> **Extracted data**
- - - - - - -
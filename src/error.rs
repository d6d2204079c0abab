use std::time::Duration;

use thiserror::Error;

/// Error taxonomy for one client session.
///
/// The only faults the session recovers from by itself are registration
/// rejections and checksum mismatches, both under a fixed retry budget;
/// every other variant aborts the session and reaches the user as a single
/// diagnostic line.
#[derive(Error, Debug)]
pub enum ClientError {
    /// Stream closed, connection refused, short read, or an armed timeout
    /// elapsing mid-operation.
    #[error("transport failure: {0}")]
    Transport(#[source] std::io::Error),

    /// The server sent a shorter payload than the opcode's layout declares,
    /// or an opcode this protocol version does not know.
    #[error("malformed payload: {0}")]
    MalformedPayload(String),

    #[error("cryptographic failure: {0}")]
    Crypto(String),

    /// The identity file exists but cannot be trusted. Falling back to a
    /// fresh registration here would orphan a server-side client id, so
    /// this is fatal.
    #[error("identity file corrupt: {0}")]
    IdentityCorrupt(String),

    #[error("registration rejected by the server after {attempts} attempts")]
    RegistrationRejected { attempts: u32 },

    #[error("server checksum disagreed with local checksum after {attempts} upload attempts")]
    CrcMismatch { attempts: u32 },

    /// A decodable but unexpected response outside any retry budget.
    #[error("server rejected the request with response code {code}")]
    ServerRejected { code: u16 },

    /// Startup descriptor problems: unreadable file, missing line, bad
    /// address or over-long user name.
    #[error("configuration error: {0}")]
    Config(String),

    /// Local file access failed: the file being uploaded, or writing the
    /// identity files during registration.
    #[error("file error: {0}")]
    File(String),
}

pub type Result<T> = std::result::Result<T, ClientError>;

impl ClientError {
    pub(crate) fn timed_out(operation: &str, after: Duration) -> Self {
        ClientError::Transport(std::io::Error::new(
            std::io::ErrorKind::TimedOut,
            format!("{operation} timed out after {after:?}"),
        ))
    }
}
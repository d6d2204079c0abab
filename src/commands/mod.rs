//! # Commands Module
//!
//! The single command this client exposes:
//!
//! ## `upload`
//! Runs one complete transfer session against the server:
//! - Reads the startup descriptor (server address, user name, file path)
//! - Connects and either reconnects under the stored identity or registers
//! - Exchanges keys to obtain the session AES key
//! - Streams the encrypted file in fixed-size frames
//! - Verifies the server's checksum of the decrypted bytes, retrying the
//!   upload on mismatch

pub mod upload;
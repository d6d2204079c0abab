use aes::cipher::{block_padding::Pkcs7, BlockEncryptMut, KeyIvInit};
use base64::engine::general_purpose::STANDARD as BASE64;
use base64::Engine as _;
use crc::{Crc, CRC_32_CKSUM};
use rsa::pkcs1::{DecodeRsaPrivateKey, EncodeRsaPrivateKey};
use rsa::pkcs8::EncodePublicKey;
use rsa::{BigUint, Oaep, RsaPrivateKey};
use sha1::Sha1;

use crate::error::{ClientError, Result};
use crate::{AES_BLOCK_SIZE, AES_KEY_SIZE, PUBLIC_KEY_SIZE, RSA_KEY_BITS};

type Aes256CbcEnc = cbc::Encryptor<aes::Aes256>;

/// Public exponent fixed by the server contract: together with the 1024-bit
/// modulus it keeps the X.509 SubjectPublicKeyInfo encoding at exactly
/// [`PUBLIC_KEY_SIZE`] bytes, which is the width of the wire field.
const RSA_PUBLIC_EXPONENT: u32 = 17;

const CKSUM: Crc<u32> = Crc::<u32>::new(&CRC_32_CKSUM);

/// Generates the client's RSA keypair.
///
/// Called exactly once per identity, at registration time. The private key
/// lives for the installation; the public half is returned in the DER form
/// the wire expects.
///
/// # Returns
/// The private key and the 160-byte SubjectPublicKeyInfo blob to submit to
/// the server.
pub fn generate_rsa_keypair() -> Result<(RsaPrivateKey, [u8; PUBLIC_KEY_SIZE])> {
    let mut rng = rand::thread_rng();
    let private_key = RsaPrivateKey::new_with_exp(
        &mut rng,
        RSA_KEY_BITS,
        &BigUint::from(RSA_PUBLIC_EXPONENT),
    )
    .map_err(|e| ClientError::Crypto(format!("RSA key generation failed: {e}")))?;

    let der = private_key
        .to_public_key()
        .to_public_key_der()
        .map_err(|e| ClientError::Crypto(format!("public key encoding failed: {e}")))?;
    let blob: [u8; PUBLIC_KEY_SIZE] = der.as_bytes().try_into().map_err(|_| {
        ClientError::Crypto(format!(
            "public key DER is {} bytes, the wire field holds exactly {PUBLIC_KEY_SIZE}",
            der.as_bytes().len()
        ))
    })?;

    Ok((private_key, blob))
}

/// Unwraps the server-issued session key.
///
/// The server generates a 256-bit AES key, encrypts it with RSAES-OAEP
/// under the client's public key, and ships it in the key-exchange
/// response. OAEP uses SHA-1 here for compatibility with the server.
pub fn unwrap_session_key(
    private_key: &RsaPrivateKey,
    wrapped: &[u8],
) -> Result<[u8; AES_KEY_SIZE]> {
    let plain = private_key
        .decrypt(Oaep::new::<Sha1>(), wrapped)
        .map_err(|e| ClientError::Crypto(format!("session key decryption failed: {e}")))?;
    plain.as_slice().try_into().map_err(|_| {
        ClientError::Crypto(format!(
            "unwrapped session key is {} bytes, expected {AES_KEY_SIZE}",
            plain.len()
        ))
    })
}

/// Encrypts the file bytes under the session key: AES-256-CBC with PKCS#7
/// padding.
///
/// The IV is a fixed all-zero block. That is required by the server
/// contract (the server decrypts with the same zero IV) and is NOT a safe
/// way to use CBC in general; do not reuse this function outside this
/// protocol.
pub fn encrypt_file(key: &[u8; AES_KEY_SIZE], plaintext: &[u8]) -> Vec<u8> {
    let iv = [0u8; AES_BLOCK_SIZE];
    Aes256CbcEnc::new(key.into(), (&iv).into()).encrypt_padded_vec_mut::<Pkcs7>(plaintext)
}

/// Ciphertext length [`encrypt_file`] produces for a plaintext of
/// `plain_len` bytes. PKCS#7 always adds between 1 and 16 padding bytes.
pub fn encrypted_len(plain_len: usize) -> usize {
    (plain_len / AES_BLOCK_SIZE + 1) * AES_BLOCK_SIZE
}

/// CRC-32 in the POSIX `cksum` flavor, which is what the server computes on
/// the decrypted upload: the 0x04C11DB7 polynomial over the data, then over
/// the data length (least significant byte first, as few bytes as
/// possible), complemented at the end.
///
/// Golden values: `"123456789"` → 930766865, `""` → 4294967295.
pub fn cksum(data: &[u8]) -> u32 {
    let mut digest = CKSUM.digest();
    digest.update(data);
    let mut len = data.len();
    while len > 0 {
        digest.update(&[(len & 0xFF) as u8]);
        len >>= 8;
    }
    digest.finalize()
}

/// Text-safe storage form of the private key: Base64 over the PKCS#1 DER.
pub fn encode_private_key(key: &RsaPrivateKey) -> Result<String> {
    let der = key
        .to_pkcs1_der()
        .map_err(|e| ClientError::Crypto(format!("private key encoding failed: {e}")))?;
    Ok(BASE64.encode(der.as_bytes()))
}

/// Inverse of [`encode_private_key`]; used on the reconnect path.
pub fn decode_private_key(encoded: &str) -> Result<RsaPrivateKey> {
    let der = BASE64
        .decode(encoded.trim())
        .map_err(|e| ClientError::Crypto(format!("private key is not valid base64: {e}")))?;
    RsaPrivateKey::from_pkcs1_der(&der)
        .map_err(|e| ClientError::Crypto(format!("private key DER decoding failed: {e}")))
}
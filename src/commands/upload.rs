use std::path::Path;
use std::time::Duration;

use log::debug;

use crate::config::TransferConfig;
use crate::error::Result;
use crate::identity::IdentityStore;
use crate::networking::Connection;
use crate::session::Session;

/// Function handler to kickoff the upload:
///     - Read the startup descriptor (server address, user name, file path)
///     - Connect to the server
///     - Run the session state machine (reconnect-or-register, key
///       exchange, packetized upload, checksum verification)
pub async fn run(info_path: &Path, timeout: Option<Duration>) -> Result<()> {
    let config = TransferConfig::load(info_path)?;

    println!(
        "Client details:\n  user - {}\n  file - {}\n  server - {}",
        config.user_name,
        config.file_path.display(),
        config.server_addr
    );

    debug!("Connecting to server at {}", config.server_addr);
    let conn = Connection::connect(&config.server_addr, timeout).await?;

    // The identity files live in the working directory, next to the
    // startup descriptor.
    let store = IdentityStore::new(Path::new("."));

    let mut session = Session::new(conn, store);
    session.run(&config.user_name, &config.file_path).await?;

    println!("Transfer complete, server verified the checksum");
    Ok(())
}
- - - - - - -
> **Exercise objective**
Nothing but a number should be given: the count of lines above that hold "fixed".

> **Output of the exercise**
4